It is possible to read the history of this country as one long struggle to extend the liberties established in our Constitution to everyone in America.
The US turns to healing our bodies and souls with the inauguration of President Joe Biden and Vice-President Kamala Harris tomorrow. I will be but early to watch. Let's commit to more than watching though. Let's become involved, especially in local matters and primaries, so horrors like these last few years don't happen again.
Both the 2016 and 2020 elections showed that the majority of Americans did not support the policies of the group that came to power in 2016. By neglecting to participate early, by waiting to see who and what "the parties" promoted, we lost the opportunity to shape those policies. A small group of dedicated, single-issue radicals swung our national agenda shamefully and cost us hundreds of thousands of lives.
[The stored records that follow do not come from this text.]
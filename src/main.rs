//! Demo runner (default binary).
//!
//! Overlapping draggable windows, checkboxes, a radio group, a text panel and
//! two animations driven by widget tasks. Ctrl+C quits.

use std::time::Duration;

use anyhow::Result;
use tracing::info;

use tui_stage::app::{logging, App, AppConfig, TaskCtx};
use tui_stage::core::widgets::{Text, TextPanel, ToggleButton};
use tui_stage::core::{Behavior, ToggleGroup, WidgetBuilder, WidgetCtx, WidgetId};
use tui_stage::types::{
    Anchor, ColorPair, MouseButton, MouseEvent, MouseEventKind, Point, PosHint, Rgb, Size, TextStyle,
};

const SPINNER: [char; 4] = ['|', '/', '-', '\\'];

/// Drag with the left button; clicking raises the window.
#[derive(Default)]
struct DragWindow {
    grab: Option<Point>,
}

impl Behavior for DragWindow {
    fn on_mouse(&mut self, ctx: &mut WidgetCtx<'_>, event: MouseEvent) -> bool {
        let id = ctx.id();
        match (event.kind, event.button) {
            (MouseEventKind::Press, MouseButton::Left) => {
                self.grab = ctx.tree().to_local(id, event.pos);
                let _ = ctx.tree_mut().pull_to_front(id);
                true
            }
            (MouseEventKind::Move, MouseButton::Left) => {
                let Some(grab) = self.grab else {
                    return false;
                };
                let tree = ctx.tree_mut();
                let parent_abs = tree
                    .node(id)
                    .and_then(|n| n.parent())
                    .and_then(|p| tree.absolute_pos(p))
                    .unwrap_or(Point::ORIGIN);
                let _ = tree.set_pos(id, event.pos - grab - parent_abs);
                true
            }
            (MouseEventKind::Release, _) => self.grab.take().is_some(),
            _ => false,
        }
    }

    fn on_pointer_leave(&mut self, _ctx: &mut WidgetCtx<'_>) {
        self.grab = None;
    }
}

/// Cycle the spinner glyph until the widget goes away.
async fn spin(mut ctx: TaskCtx) -> Result<()> {
    let mut frame = 0usize;
    loop {
        ctx.sleep(Duration::from_millis(120)).await?;
        frame = (frame + 1) % SPINNER.len();
        let content = format!("working {}", SPINNER[frame]);
        if ctx
            .with_behavior::<Text, _>(|text, node| text.set_content(node, content))
            .is_none()
        {
            return Ok(());
        }
        ctx.next_tick().await?;
    }
}

/// Move the widget back and forth along `row`, bouncing off the screen edges.
async fn bounce(mut ctx: TaskCtx, row: i32) -> Result<()> {
    let (mut col, mut dir) = (0i32, 1i32);
    loop {
        ctx.next_tick().await?;
        let width = ctx
            .with_tree(|tree| tree.node(tree.root()).map(|n| n.width()).unwrap_or(0))
            .unwrap_or(0) as i32;
        if width < 2 {
            continue;
        }
        col += dir;
        if col <= 0 || col >= width - 2 {
            dir = -dir;
            col = col.clamp(0, width - 2);
        }
        let id = ctx.widget();
        let _ = ctx.with_tree(|tree| tree.set_pos(id, Point::new(row, col)));
        ctx.sleep(Duration::from_millis(30)).await?;
    }
}

fn window(app: &App, pos: (i32, i32), title: &str, color: ColorPair) -> Result<WidgetId> {
    let root = app.root_id();
    let id = app.add_widget(
        root,
        WidgetBuilder::new()
            .pos(pos)
            .size((8, 26))
            .default_color_pair(color)
            .behavior(DragWindow::default()),
    )?;
    app.root()
        .borrow_mut()
        .tree_mut()
        .add_str(id, Point::new(0, 1), title, TextStyle::BOLD)?;
    Ok(id)
}

fn build(app: &mut App) -> Result<()> {
    let theme = *app.theme();
    let root = app.root_id();

    let intro = TextPanel::new("Drag the windows. Click the toggles.\nCtrl+C quits.").with_theme(&theme);
    let intro_size = intro.min_size();
    app.add_widget(
        root,
        WidgetBuilder::new()
            .size(intro_size)
            .pos_hint(PosHint::new(Some(0.0), Some(0.5)))
            .anchor(Anchor::Top)
            .behavior(intro),
    )?;

    let warm = ColorPair::new(Rgb::WHITE, Rgb::new(0x6a, 0x2c, 0x2c));
    let cool = ColorPair::new(Rgb::WHITE, Rgb::new(0x2c, 0x3e, 0x6a));
    let options = window(app, (5, 2), "Options", warm)?;
    let status = window(app, (9, 20), "Status", cool)?;

    for (row, label) in [(2, "Sound"), (3, "Music")] {
        app.add_widget(
            options,
            WidgetBuilder::new()
                .pos((row, 1))
                .size((1, 12))
                .behavior(ToggleButton::new(label).with_theme(theme)),
        )?;
    }
    let group = ToggleGroup::new(false);
    for (row, label) in [(5, "Easy"), (6, "Hard")] {
        app.add_widget(
            options,
            WidgetBuilder::new()
                .pos((row, 1))
                .size((1, 12))
                .behavior(ToggleButton::grouped(label, group.clone()).with_theme(theme)),
        )?;
    }

    let spinner = app.add_widget(
        status,
        WidgetBuilder::new()
            .pos((2, 1))
            .size((1, 20))
            .default_color_pair(cool)
            .behavior(Text::new("working |")),
    )?;
    app.spawn_task(spinner, spin)?;

    let ball = app.add_widget(
        root,
        WidgetBuilder::new()
            .size((1, 2))
            .default_char('o')
            .transparent(true),
    )?;
    let row = intro_size.height as i32;
    app.spawn_task(ball, move |ctx| bounce(ctx, row))?;

    Ok(())
}

fn main() -> Result<()> {
    let config = AppConfig::from_env();
    logging::init(config.log_path.as_deref())?;
    info!(?config, "starting demo");

    let mut app = App::new(config, Size::new(24, 80))?;
    build(&mut app)?;
    app.run()
}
Adults know we have to do things we don't want. Sometimes it's working every day, putting on a smile when we would rather go back to bed. Creating equitable political structures is another duty of adulthood - if for no other reason than to keep sadistic, misogynistic, and racist opinions out of the laws of our land.
I cut out all the leaves starting with the smallest fabric remnants to maximize diversity. They were then sorted into four piles like dealing cards so each border has basically the same ratio of each fabric. Here is my set for the second side. Oh, my fingers hurt from all this sewing. Even with a thimble.
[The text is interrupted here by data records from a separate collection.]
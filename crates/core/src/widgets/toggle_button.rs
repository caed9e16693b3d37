//! Checkbox and radio button widget.

use crate::behavior::{Behavior, WidgetCtx};
use crate::behaviors::{
    ButtonBehavior, ButtonOutcome, ButtonState, ToggleBehavior, ToggleChange, ToggleGroup, ToggleState,
};
use crate::theme::Theme;
use crate::tree::{Node, WidgetId};
use crate::types::{MouseEvent, Point, TextStyle};

pub const CHECK_OFF: &str = "□ ";
pub const CHECK_ON: &str = "▣ ";
pub const RADIO_OFF: &str = "◯ ";
pub const RADIO_ON: &str = "◉ ";

/// Called with the button's id and new state whenever its toggle state changes.
pub type ToggleCallback = Box<dyn FnMut(WidgetId, ToggleState)>;

/// A labelled checkbox, or a radio button when created with a group.
pub struct ToggleButton {
    label: String,
    button: ButtonBehavior,
    toggle: ToggleBehavior,
    theme: Theme,
    callback: Option<ToggleCallback>,
}

impl ToggleButton {
    pub fn new(label: impl Into<String>) -> Self {
        Self {
            label: label.into(),
            button: ButtonBehavior::new(),
            toggle: ToggleBehavior::new(ToggleState::Off),
            theme: Theme::default(),
            callback: None,
        }
    }

    pub fn grouped(label: impl Into<String>, group: ToggleGroup) -> Self {
        Self {
            toggle: ToggleBehavior::grouped(ToggleState::Off, group),
            ..Self::new(label)
        }
    }

    /// Initial state. In a group that requires a selection, the first member
    /// is switched on regardless.
    pub fn with_state(mut self, state: ToggleState) -> Self {
        self.toggle.set_state(state);
        self
    }

    pub fn with_theme(mut self, theme: Theme) -> Self {
        self.theme = theme;
        self
    }

    pub fn on_toggle(mut self, callback: impl FnMut(WidgetId, ToggleState) + 'static) -> Self {
        self.callback = Some(Box::new(callback));
        self
    }

    pub fn label(&self) -> &str {
        &self.label
    }

    pub fn toggle_state(&self) -> ToggleState {
        self.toggle.state()
    }

    pub fn button_state(&self) -> ButtonState {
        self.button.state()
    }

    pub fn set_label(&mut self, node: &mut Node, label: impl Into<String>) {
        self.label = label.into();
        self.repaint(node);
    }

    fn prefix(&self) -> &'static str {
        match (self.toggle.group().is_some(), self.toggle.state()) {
            (false, ToggleState::Off) => CHECK_OFF,
            (false, ToggleState::On) => CHECK_ON,
            (true, ToggleState::Off) => RADIO_OFF,
            (true, ToggleState::On) => RADIO_ON,
        }
    }

    fn repaint(&self, node: &mut Node) {
        let color = match self.button.state() {
            ButtonState::Normal => self.theme.button_normal,
            ButtonState::Hover => self.theme.button_hover,
            ButtonState::Down => self.theme.button_press,
        };
        node.set_default_color_pair(color);
        node.clear();
        let row = node.size().center().row;
        let text = format!("{}{}", self.prefix(), self.label);
        node.add_str(Point::new(row, 0), &text, TextStyle::default());
    }

    fn notify(&mut self, id: WidgetId) {
        let state = self.toggle.state();
        if let Some(cb) = self.callback.as_mut() {
            cb(id, state);
        }
    }

    fn repaint_self(&self, ctx: &mut WidgetCtx<'_>) {
        if let Some(node) = ctx.node_mut() {
            self.repaint(node);
        }
    }

    /// Apply `changes` made by this button's toggle: notify self, and push
    /// the new state into the other group members.
    fn apply(&mut self, ctx: &mut WidgetCtx<'_>, changes: &[ToggleChange]) {
        let me = ctx.id();
        for &(id, state) in changes {
            if id == me {
                self.notify(me);
                continue;
            }
            ctx.tree_mut().with_widget::<ToggleButton, _>(id, |other, node| {
                other.toggle.set_state(state);
                other.repaint(node);
                other.notify(id);
            });
        }
    }
}

impl Behavior for ToggleButton {
    fn on_add(&mut self, ctx: &mut WidgetCtx<'_>) {
        let changes = self.toggle.join(ctx.id());
        self.apply(ctx, &changes);
        self.repaint_self(ctx);
    }

    fn on_remove(&mut self, ctx: &mut WidgetCtx<'_>) {
        self.toggle.leave(ctx.id());
    }

    fn on_size(&mut self, ctx: &mut WidgetCtx<'_>) {
        self.repaint_self(ctx);
    }

    fn on_mouse(&mut self, ctx: &mut WidgetCtx<'_>, event: MouseEvent) -> bool {
        match self.button.on_mouse(event) {
            ButtonOutcome::Ignored => false,
            ButtonOutcome::Consumed { changed } => {
                if changed {
                    self.repaint_self(ctx);
                }
                true
            }
            ButtonOutcome::Released => {
                let changes = self.toggle.toggle(ctx.id());
                self.apply(ctx, &changes);
                self.repaint_self(ctx);
                true
            }
        }
    }

    fn on_pointer_leave(&mut self, ctx: &mut WidgetCtx<'_>) {
        if self.button.pointer_left() {
            self.repaint_self(ctx);
        }
    }
}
|Basted leaves for a quilt border|
Of course, the first two sides are shorter than the last two so I started sewing them first. Then the leftover leaves were set aside for the longer sides. It's not a perfect system but maintains some semblance of diversity.
Again the leaves are blanket-stitched so their stems nestle under the vine. I shortened both the stitch length and the zigzag. My Bernina also has a mirror image function that lets me align the "teeth" of the blanket stitch to either side. That makes sewing easier, too.
|Blanket stitch by machine|
Once the leaves are sewn, I re-pin the vines and sew them down. Then it's time to add the flower bases. This template has had the most changes. At first I planned a double-lobed leaf on each side, kind of like a dumbbell. It was too difficult to machine quilt and I ended by including the base with the leaves. Actually it now just looks like a larger base. Whatever. It works.
|Basted flower bases for an applique quilt border|
In the plastic bag the bright pink flowers are cut and ready to be basted next. It's taking about three days to get all the parts basted and another day to pin just the leaves. Then sewing, repinning, more basting. Not a lot to show at the end of the week but I'm sticking with it. It's time to get this top done. I only hope it looks as good as my sketches.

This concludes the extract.